(Stored data entries)
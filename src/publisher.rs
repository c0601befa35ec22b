// MIT License - Copyright (c) 2026 Peter Wright
// Broker publisher and queue drain loop

//! The [`Publisher`] sits between the [`DurableQueue`] and a
//! [`BrokerTransport`]. Producers either hand it a message directly
//! ([`Publisher::publish`]) or enqueue it; the drain loop
//! ([`Publisher::run`]) empties the queue whenever the broker is connected
//! and the [`RateLimiter`] admits another send.
//!
//! A message that fails on the wire is appended back to the tail of the
//! queue before the failure is reported. Delivery is at-least-once.

use std::future::Future;
use std::sync::atomic::{AtomicBool, Ordering};
use std::sync::{Arc, Mutex};
use std::time::Duration;

use serde_json::{Map, Value};
use tokio_util::sync::CancellationToken;
use tracing::{debug, error, info, warn};

use crate::attributes::{AttributeCallback, AttributeHub, ResponseCallback};
use crate::backoff::{sleep_or_cancel, Backoff};
use crate::error::{BridgeError, Result};
use crate::message::{connected_status, ClientIdentity, OutboundMessage, PublishKind};
use crate::queue::DurableQueue;
use crate::rate_limit::RateLimiter;

#[derive(Debug, Clone, Copy, PartialEq, Eq)]
pub enum ConnectionState {
    Disconnected,
    Connecting,
    Connected,
}

/// Publish/subscribe transport to the broker.
///
/// Implementations report their state as the underlying connection goes up
/// and down; the publisher only reads it.
pub trait BrokerTransport: Send + Sync + 'static {
    /// Start (or restart) connecting. Returns once the attempt is under way;
    /// completion is observed through [`BrokerTransport::state`].
    fn connect(&self) -> impl Future<Output = Result<()>> + Send;

    fn send(&self, topic: &str, payload: String, retain: bool)
    -> impl Future<Output = Result<()>> + Send;

    fn state(&self) -> ConnectionState;

    /// Number of connections established so far. Changes on every reconnect.
    fn connect_count(&self) -> u64;

    fn disconnect(&self) -> impl Future<Output = Result<()>> + Send;
}

/// Whether a message may be buffered when it cannot be sent right away.
#[derive(Debug, Clone, Copy, PartialEq, Eq)]
pub enum Delivery {
    Buffered,
    /// High-rate, low-value telemetry: drop instead of queueing.
    DropIfUnavailable,
}

#[derive(Debug, Clone, Copy, PartialEq, Eq)]
pub enum PublishOutcome {
    Sent,
    Queued,
    Dropped,
}

/// Broker topics.
#[derive(Debug, Clone, PartialEq, Eq)]
pub struct Topics {
    pub telemetry: String,
    pub attributes: String,
    pub attribute_request_prefix: String,
    pub attribute_response_prefix: String,
    /// Retained connection status and last will.
    pub status: String,
}

impl Default for Topics {
    fn default() -> Self {
        use crate::constants::*;
        Self {
            telemetry: TOPIC_TELEMETRY.to_string(),
            attributes: TOPIC_ATTRIBUTES.to_string(),
            attribute_request_prefix: TOPIC_ATTRIBUTE_REQUEST.to_string(),
            attribute_response_prefix: TOPIC_ATTRIBUTE_RESPONSE.to_string(),
            status: TOPIC_TELEMETRY.to_string(),
        }
    }
}

impl Topics {
    pub fn for_kind(&self, kind: PublishKind) -> &str {
        match kind {
            PublishKind::Telemetry => &self.telemetry,
            PublishKind::Attribute => &self.attributes,
        }
    }
}

/// Drain loop timing.
#[derive(Debug, Clone)]
pub struct PublisherSettings {
    /// Wait after a failed send before the next attempt.
    pub retry_interval: Duration,
    /// Wait after the rate limiter denies a send.
    pub rate_pause: Duration,
    /// Re-check interval while connecting or idle.
    pub poll_interval: Duration,
    pub reconnect_base: Duration,
    pub reconnect_cap: Duration,
}

impl Default for PublisherSettings {
    fn default() -> Self {
        Self {
            retry_interval: Duration::from_secs(1),
            rate_pause: Duration::from_millis(200),
            poll_interval: Duration::from_secs(1),
            reconnect_base: Duration::from_secs(1),
            reconnect_cap: Duration::from_secs(60),
        }
    }
}

pub struct Publisher<T: BrokerTransport> {
    transport: Arc<T>,
    queue: Arc<DurableQueue>,
    limiter: Arc<RateLimiter>,
    hub: Arc<AttributeHub>,
    topics: Topics,
    settings: PublisherSettings,
    identity: Mutex<ClientIdentity>,
    serial_up: Arc<AtomicBool>,
}

impl<T: BrokerTransport> Publisher<T> {
    #[allow(clippy::too_many_arguments)]
    pub fn new(
        transport: Arc<T>,
        queue: Arc<DurableQueue>,
        limiter: Arc<RateLimiter>,
        hub: Arc<AttributeHub>,
        topics: Topics,
        settings: PublisherSettings,
        identity: ClientIdentity,
        serial_up: Arc<AtomicBool>,
    ) -> Self {
        Self {
            transport,
            queue,
            limiter,
            hub,
            topics,
            settings,
            identity: Mutex::new(identity),
            serial_up,
        }
    }

    pub fn state(&self) -> ConnectionState {
        self.transport.state()
    }

    pub fn queue(&self) -> &Arc<DurableQueue> {
        &self.queue
    }

    pub fn topics(&self) -> &Topics {
        &self.topics
    }

    /// Panel model id reported in status messages from now on.
    pub fn set_panel_model_id(&self, id: u32) {
        let mut identity = self.identity.lock().unwrap_or_else(|e| e.into_inner());
        *identity = identity.with_model_id(id);
    }

    /// Start connecting and wait up to `timeout` for the broker to accept.
    pub async fn connect(&self, timeout: Duration) -> Result<()> {
        info!("Connecting to broker");
        self.transport.connect().await?;
        let wait = async {
            while self.transport.state() != ConnectionState::Connected {
                tokio::time::sleep(Duration::from_millis(50)).await;
            }
        };
        tokio::time::timeout(timeout, wait)
            .await
            .map_err(|_| BridgeError::ConnectionTimeout)
    }

    /// Send now if possible, otherwise buffer or drop per `delivery`.
    ///
    /// A failed wire send is queued again (when buffered) before the
    /// error is returned.
    pub async fn publish(&self, msg: OutboundMessage, delivery: Delivery) -> Result<PublishOutcome> {
        if self.transport.state() != ConnectionState::Connected {
            return Ok(self.hold(msg, delivery, "broker not connected"));
        }
        let Some(admission) = self.limiter.try_admit() else {
            return Ok(self.hold(msg, delivery, "rate limit reached"));
        };
        match self.send(&msg).await {
            Ok(()) => Ok(PublishOutcome::Sent),
            Err(e) => {
                self.limiter.refund(admission);
                if delivery == Delivery::Buffered {
                    self.queue.enqueue(msg);
                    warn!("Publish failed, message queued for retry: {e}");
                } else {
                    debug!("Publish failed, message dropped: {e}");
                }
                Err(e)
            }
        }
    }

    fn hold(&self, msg: OutboundMessage, delivery: Delivery, reason: &str) -> PublishOutcome {
        match delivery {
            Delivery::Buffered => {
                debug!("{reason}, queueing message");
                self.queue.enqueue(msg);
                PublishOutcome::Queued
            }
            Delivery::DropIfUnavailable => {
                debug!("{reason}, dropping message");
                PublishOutcome::Dropped
            }
        }
    }

    async fn send(&self, msg: &OutboundMessage) -> Result<()> {
        let topic = self.topics.for_kind(msg.kind());
        self.transport.send(topic, msg.to_json(), false).await
    }

    /// Retained status message, sent once per broker connection.
    async fn announce(&self) {
        let serial_up = self.serial_up.load(Ordering::Relaxed);
        let payload = {
            let identity = self.identity.lock().unwrap_or_else(|e| e.into_inner());
            connected_status(&identity, serial_up)
        };
        let json = Value::Object(payload).to_string();
        match self.transport.send(&self.topics.status, json, true).await {
            Ok(()) => info!("Broker connected, status published (serial up: {serial_up})"),
            Err(e) => warn!("Failed to publish connection status: {e}"),
        }
    }

    /// Drain the queue until cancelled.
    pub async fn run(&self, cancel: CancellationToken) -> Result<()> {
        let s = &self.settings;
        let mut backoff = Backoff::new(s.reconnect_base, s.reconnect_cap);
        let mut announced = 0u64;

        while !cancel.is_cancelled() {
            match self.transport.state() {
                ConnectionState::Connected => {
                    backoff.reset();
                    let count = self.transport.connect_count();
                    if count != announced {
                        announced = count;
                        self.announce().await;
                    }
                    if !self.drain_one(&cancel).await? {
                        break;
                    }
                }
                ConnectionState::Connecting => {
                    if !sleep_or_cancel(&cancel, s.poll_interval).await {
                        break;
                    }
                }
                ConnectionState::Disconnected => {
                    match self.transport.connect().await {
                        Ok(()) => {}
                        Err(e) if e.is_retryable() => warn!("Broker connect failed: {e}"),
                        Err(e) => return Err(e),
                    }
                    let delay = backoff.next_delay();
                    debug!("Waiting {delay:?} for broker connection");
                    if !sleep_or_cancel(&cancel, delay).await {
                        break;
                    }
                }
            }
        }
        debug!("Drain loop stopped with {} queued", self.queue.len());
        Ok(())
    }

    /// One step of the drain loop. Returns `false` if cancelled.
    ///
    /// A send error that cannot clear up on its own ends the loop; the
    /// message is back in the queue by then.
    async fn drain_one(&self, cancel: &CancellationToken) -> Result<bool> {
        let s = &self.settings;
        if self.queue.is_empty() {
            return Ok(tokio::select! {
                _ = cancel.cancelled() => false,
                _ = self.queue.notified() => true,
                _ = tokio::time::sleep(s.poll_interval) => true,
            });
        }

        // Admission first: a denied message is never taken off the queue.
        let Some(admission) = self.limiter.try_admit() else {
            return Ok(sleep_or_cancel(cancel, s.rate_pause).await);
        };
        let Some(msg) = self.queue.dequeue_if_any() else {
            self.limiter.refund(admission);
            return Ok(true);
        };

        match self.send(&msg).await {
            Ok(()) => {
                debug!("Published queued message ({} left)", self.queue.len());
                Ok(true)
            }
            Err(e) => {
                self.limiter.refund(admission);
                self.queue.enqueue(msg);
                if !e.is_retryable() {
                    error!("Send failed permanently, message requeued: {e}");
                    return Err(e);
                }
                error!("Send failed, message requeued: {e}");
                Ok(sleep_or_cancel(cancel, s.retry_interval).await)
            }
        }
    }

    /// Call `callback` whenever the named attribute changes remotely.
    pub fn subscribe_attribute(&self, name: impl Into<String>, callback: AttributeCallback) {
        self.hub.subscribe(name, callback);
    }

    /// Ask the broker for the current values of `names`; `callback` runs once.
    pub async fn request_attributes(&self, names: &[&str], callback: ResponseCallback) -> Result<u32> {
        let id = self
            .hub
            .register_request(names.iter().map(|n| n.to_string()).collect(), callback);
        let mut body = Map::new();
        body.insert("sharedKeys".into(), Value::from(names.join(",")));
        body.insert("clientKeys".into(), Value::from(names.join(",")));
        let topic = format!("{}{id}", self.topics.attribute_request_prefix);

        match self
            .transport
            .send(&topic, Value::Object(body).to_string(), false)
            .await
        {
            Ok(()) => {
                debug!("Requested attributes {names:?} (request {id})");
                Ok(id)
            }
            Err(e) => {
                let details = e.to_string();
                self.hub.cancel_request(id, e);
                Err(BridgeError::Attribute { details })
            }
        }
    }

    /// Disconnect from the broker. Queued messages stay queued.
    pub async fn stop(&self) -> Result<()> {
        info!("Disconnecting from broker ({} messages queued)", self.queue.len());
        self.transport.disconnect().await
    }
}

- Task objective
Read the records above. Show each line that has the string "attempt".

- Solution below
    /// Start (or restart) connecting. Returns once the attempt is under way;
    /// Wait after a failed send before the next attempt.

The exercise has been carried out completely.